Start of Block

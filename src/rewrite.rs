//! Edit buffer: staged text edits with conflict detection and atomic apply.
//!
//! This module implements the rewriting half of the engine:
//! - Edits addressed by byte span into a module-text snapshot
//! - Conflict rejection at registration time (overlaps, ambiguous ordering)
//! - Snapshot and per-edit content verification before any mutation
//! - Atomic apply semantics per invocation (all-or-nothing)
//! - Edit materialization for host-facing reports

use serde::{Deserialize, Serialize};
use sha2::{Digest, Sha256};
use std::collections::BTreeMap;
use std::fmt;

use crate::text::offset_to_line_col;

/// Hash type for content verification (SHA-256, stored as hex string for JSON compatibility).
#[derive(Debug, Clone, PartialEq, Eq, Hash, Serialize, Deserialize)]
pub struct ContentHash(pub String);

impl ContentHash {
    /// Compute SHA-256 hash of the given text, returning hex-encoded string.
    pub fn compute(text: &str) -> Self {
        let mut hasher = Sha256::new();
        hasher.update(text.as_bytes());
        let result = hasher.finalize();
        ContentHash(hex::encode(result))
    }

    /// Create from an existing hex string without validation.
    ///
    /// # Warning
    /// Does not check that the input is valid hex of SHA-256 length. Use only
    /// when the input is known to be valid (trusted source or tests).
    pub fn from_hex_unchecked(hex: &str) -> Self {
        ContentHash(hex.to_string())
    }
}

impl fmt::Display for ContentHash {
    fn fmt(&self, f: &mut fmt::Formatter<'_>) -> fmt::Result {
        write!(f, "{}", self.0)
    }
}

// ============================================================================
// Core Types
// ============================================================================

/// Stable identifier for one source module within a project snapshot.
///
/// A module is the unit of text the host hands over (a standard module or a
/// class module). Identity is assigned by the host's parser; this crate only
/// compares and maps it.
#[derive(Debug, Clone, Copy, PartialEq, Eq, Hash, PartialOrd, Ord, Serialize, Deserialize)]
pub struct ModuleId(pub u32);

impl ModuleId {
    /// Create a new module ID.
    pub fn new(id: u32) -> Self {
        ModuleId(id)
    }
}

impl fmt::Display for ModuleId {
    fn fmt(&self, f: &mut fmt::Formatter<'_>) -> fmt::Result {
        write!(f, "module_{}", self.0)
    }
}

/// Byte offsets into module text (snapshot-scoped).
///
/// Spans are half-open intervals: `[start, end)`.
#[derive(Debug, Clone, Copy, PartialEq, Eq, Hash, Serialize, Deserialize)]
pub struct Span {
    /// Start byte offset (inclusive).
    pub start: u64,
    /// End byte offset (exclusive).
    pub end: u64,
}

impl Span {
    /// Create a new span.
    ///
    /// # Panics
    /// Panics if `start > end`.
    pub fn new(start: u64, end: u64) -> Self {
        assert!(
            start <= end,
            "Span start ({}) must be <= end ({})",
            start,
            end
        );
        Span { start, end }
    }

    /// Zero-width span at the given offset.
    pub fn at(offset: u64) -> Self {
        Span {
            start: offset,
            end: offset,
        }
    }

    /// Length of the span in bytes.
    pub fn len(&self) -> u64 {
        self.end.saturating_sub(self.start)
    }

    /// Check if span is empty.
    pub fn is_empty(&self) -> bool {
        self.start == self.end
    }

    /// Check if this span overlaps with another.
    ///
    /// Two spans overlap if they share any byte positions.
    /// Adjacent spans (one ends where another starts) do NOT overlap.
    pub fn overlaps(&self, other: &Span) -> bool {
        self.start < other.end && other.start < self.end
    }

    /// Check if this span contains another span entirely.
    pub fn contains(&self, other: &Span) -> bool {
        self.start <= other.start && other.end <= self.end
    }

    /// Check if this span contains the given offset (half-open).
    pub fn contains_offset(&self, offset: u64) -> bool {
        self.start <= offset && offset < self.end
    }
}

End of Block
Start of Block

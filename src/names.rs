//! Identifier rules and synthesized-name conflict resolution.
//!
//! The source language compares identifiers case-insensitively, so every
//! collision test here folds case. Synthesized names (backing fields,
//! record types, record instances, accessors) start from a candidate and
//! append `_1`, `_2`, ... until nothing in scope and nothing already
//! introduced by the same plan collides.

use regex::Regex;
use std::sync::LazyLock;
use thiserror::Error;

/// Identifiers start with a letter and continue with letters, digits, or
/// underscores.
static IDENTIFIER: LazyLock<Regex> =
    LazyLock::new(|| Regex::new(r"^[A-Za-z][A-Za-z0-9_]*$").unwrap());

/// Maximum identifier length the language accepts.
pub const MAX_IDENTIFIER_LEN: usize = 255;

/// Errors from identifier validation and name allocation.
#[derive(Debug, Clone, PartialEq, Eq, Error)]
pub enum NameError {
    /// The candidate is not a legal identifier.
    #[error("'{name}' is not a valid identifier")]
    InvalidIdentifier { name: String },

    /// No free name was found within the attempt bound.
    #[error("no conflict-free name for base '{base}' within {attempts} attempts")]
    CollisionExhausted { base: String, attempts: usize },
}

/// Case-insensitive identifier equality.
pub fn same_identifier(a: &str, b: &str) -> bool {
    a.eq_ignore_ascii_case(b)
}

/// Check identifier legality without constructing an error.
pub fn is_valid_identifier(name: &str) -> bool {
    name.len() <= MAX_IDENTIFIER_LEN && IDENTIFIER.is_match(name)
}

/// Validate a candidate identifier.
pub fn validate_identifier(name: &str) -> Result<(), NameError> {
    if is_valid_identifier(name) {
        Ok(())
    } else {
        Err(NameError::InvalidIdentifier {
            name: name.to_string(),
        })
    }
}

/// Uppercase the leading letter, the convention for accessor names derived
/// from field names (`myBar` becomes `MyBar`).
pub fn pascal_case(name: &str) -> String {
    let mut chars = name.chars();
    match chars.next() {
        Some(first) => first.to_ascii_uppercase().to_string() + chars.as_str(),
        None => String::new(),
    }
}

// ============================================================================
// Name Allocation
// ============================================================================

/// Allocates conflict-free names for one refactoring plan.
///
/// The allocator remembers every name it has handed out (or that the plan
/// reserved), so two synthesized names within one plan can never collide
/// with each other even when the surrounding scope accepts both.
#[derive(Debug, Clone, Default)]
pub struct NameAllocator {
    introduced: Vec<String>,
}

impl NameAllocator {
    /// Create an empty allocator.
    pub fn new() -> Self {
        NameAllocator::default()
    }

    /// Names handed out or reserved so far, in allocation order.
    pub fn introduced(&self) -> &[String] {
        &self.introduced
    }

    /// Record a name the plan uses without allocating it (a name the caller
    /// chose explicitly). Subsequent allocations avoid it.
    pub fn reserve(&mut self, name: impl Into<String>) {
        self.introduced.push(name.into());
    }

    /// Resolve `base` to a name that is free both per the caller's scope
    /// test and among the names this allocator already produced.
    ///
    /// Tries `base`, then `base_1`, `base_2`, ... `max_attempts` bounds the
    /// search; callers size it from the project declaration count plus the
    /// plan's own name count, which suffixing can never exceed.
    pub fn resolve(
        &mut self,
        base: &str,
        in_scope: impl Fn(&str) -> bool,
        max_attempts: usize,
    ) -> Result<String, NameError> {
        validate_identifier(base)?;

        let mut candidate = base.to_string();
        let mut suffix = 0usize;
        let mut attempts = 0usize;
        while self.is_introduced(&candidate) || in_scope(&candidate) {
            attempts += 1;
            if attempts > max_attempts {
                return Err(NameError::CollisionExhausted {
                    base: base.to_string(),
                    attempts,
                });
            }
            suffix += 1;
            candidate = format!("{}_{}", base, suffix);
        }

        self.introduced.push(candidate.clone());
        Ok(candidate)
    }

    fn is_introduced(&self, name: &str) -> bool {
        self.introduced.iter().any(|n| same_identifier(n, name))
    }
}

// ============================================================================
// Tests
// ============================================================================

End of Block
Start of Block

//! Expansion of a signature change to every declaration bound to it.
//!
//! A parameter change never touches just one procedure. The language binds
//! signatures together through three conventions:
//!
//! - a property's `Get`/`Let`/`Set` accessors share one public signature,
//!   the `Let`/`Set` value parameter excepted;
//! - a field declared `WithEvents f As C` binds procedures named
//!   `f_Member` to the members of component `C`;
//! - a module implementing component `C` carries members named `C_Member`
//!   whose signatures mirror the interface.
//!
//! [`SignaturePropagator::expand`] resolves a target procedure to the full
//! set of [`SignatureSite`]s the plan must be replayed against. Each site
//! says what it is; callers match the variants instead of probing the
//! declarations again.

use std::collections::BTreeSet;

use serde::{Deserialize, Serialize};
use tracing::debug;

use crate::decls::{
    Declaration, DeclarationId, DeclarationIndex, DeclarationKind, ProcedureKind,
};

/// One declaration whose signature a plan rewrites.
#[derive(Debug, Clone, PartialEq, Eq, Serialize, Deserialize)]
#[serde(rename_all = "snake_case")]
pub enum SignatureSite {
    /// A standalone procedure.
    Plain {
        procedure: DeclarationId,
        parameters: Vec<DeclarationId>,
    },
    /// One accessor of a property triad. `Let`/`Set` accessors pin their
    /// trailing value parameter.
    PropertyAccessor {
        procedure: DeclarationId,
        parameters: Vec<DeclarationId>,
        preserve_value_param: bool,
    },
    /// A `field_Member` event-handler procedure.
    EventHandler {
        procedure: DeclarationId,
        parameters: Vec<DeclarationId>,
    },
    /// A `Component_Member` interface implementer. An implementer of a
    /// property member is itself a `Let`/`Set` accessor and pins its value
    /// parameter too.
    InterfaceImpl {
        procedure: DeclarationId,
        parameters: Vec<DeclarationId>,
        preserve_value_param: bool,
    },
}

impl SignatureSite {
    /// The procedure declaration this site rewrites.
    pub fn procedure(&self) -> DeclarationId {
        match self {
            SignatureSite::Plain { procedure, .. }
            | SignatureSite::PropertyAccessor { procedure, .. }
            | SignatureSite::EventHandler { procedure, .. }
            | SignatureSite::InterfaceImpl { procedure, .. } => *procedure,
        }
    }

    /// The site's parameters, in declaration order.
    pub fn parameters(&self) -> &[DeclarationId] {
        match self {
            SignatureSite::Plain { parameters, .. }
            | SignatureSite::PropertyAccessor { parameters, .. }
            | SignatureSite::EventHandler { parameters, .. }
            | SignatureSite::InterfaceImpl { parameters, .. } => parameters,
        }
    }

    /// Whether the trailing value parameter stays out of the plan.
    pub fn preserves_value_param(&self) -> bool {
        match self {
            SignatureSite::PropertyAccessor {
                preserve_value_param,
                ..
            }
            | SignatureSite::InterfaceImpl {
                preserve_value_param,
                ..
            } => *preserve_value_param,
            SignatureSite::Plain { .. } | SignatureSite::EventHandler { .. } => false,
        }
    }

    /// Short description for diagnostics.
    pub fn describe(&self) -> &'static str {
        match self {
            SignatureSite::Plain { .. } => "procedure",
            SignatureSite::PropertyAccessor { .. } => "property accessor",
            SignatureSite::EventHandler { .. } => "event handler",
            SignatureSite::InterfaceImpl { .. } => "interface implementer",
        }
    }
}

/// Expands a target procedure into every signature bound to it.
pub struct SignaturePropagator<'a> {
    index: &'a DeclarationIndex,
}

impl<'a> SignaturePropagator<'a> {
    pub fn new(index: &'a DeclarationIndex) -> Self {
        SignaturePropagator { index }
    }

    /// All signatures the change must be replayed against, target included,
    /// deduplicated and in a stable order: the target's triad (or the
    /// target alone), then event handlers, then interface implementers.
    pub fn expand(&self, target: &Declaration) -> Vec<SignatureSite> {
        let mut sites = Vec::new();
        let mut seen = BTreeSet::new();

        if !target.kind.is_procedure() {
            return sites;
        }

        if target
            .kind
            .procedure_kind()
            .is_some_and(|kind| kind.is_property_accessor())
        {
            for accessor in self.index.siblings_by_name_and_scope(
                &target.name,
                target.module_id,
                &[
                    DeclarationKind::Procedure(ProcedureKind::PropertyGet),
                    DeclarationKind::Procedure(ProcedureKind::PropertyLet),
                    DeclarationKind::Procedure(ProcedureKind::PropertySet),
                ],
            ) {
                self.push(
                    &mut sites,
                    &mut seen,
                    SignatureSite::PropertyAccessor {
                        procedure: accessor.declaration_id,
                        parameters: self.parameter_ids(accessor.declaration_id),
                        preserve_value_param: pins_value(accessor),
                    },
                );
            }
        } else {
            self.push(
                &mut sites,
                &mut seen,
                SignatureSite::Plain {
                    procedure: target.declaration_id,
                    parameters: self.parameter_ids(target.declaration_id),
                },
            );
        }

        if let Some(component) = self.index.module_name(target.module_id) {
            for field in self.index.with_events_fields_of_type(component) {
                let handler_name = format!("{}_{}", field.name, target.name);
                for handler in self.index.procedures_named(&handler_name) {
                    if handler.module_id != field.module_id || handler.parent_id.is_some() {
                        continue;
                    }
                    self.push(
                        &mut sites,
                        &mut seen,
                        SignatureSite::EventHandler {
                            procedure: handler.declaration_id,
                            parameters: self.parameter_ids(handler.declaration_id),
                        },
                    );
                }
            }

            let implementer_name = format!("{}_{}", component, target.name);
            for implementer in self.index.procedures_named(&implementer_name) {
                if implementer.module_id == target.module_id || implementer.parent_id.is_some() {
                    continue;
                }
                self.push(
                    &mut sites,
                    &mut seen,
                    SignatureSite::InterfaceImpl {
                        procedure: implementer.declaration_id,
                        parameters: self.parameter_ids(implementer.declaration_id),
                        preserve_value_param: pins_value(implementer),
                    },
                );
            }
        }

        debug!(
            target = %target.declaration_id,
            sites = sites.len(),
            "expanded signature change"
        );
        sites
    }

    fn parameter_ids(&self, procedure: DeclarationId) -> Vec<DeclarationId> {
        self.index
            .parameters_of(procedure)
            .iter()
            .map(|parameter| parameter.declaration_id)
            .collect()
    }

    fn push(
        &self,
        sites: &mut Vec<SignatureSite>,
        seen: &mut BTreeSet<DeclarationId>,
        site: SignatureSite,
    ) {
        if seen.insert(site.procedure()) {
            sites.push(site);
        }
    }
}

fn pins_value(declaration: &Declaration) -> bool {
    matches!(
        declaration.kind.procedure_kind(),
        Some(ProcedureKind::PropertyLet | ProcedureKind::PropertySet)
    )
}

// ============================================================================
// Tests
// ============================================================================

End of Block

### Exercise aim
Above are the records; copy exactly the lines from the line with "pub fn at(offset: u64)" through the line with "given offset (half-open).", both included.

### Expected output
    pub fn at(offset: u64) -> Self {
        Span {
            start: offset,
            end: offset,
        }
    }

    /// Length of the span in bytes.
    pub fn len(&self) -> u64 {
        self.end.saturating_sub(self.start)
    }

    /// Check if span is empty.
    pub fn is_empty(&self) -> bool {
        self.start == self.end
    }

    /// Check if this span overlaps with another.
    ///
    /// Two spans overlap if they share any byte positions.
    /// Adjacent spans (one ends where another starts) do NOT overlap.
    pub fn overlaps(&self, other: &Span) -> bool {
        self.start < other.end && other.start < self.end
    }

    /// Check if this span contains another span entirely.
    pub fn contains(&self, other: &Span) -> bool {
        self.start <= other.start && other.end <= self.end
    }

    /// Check if this span contains the given offset (half-open).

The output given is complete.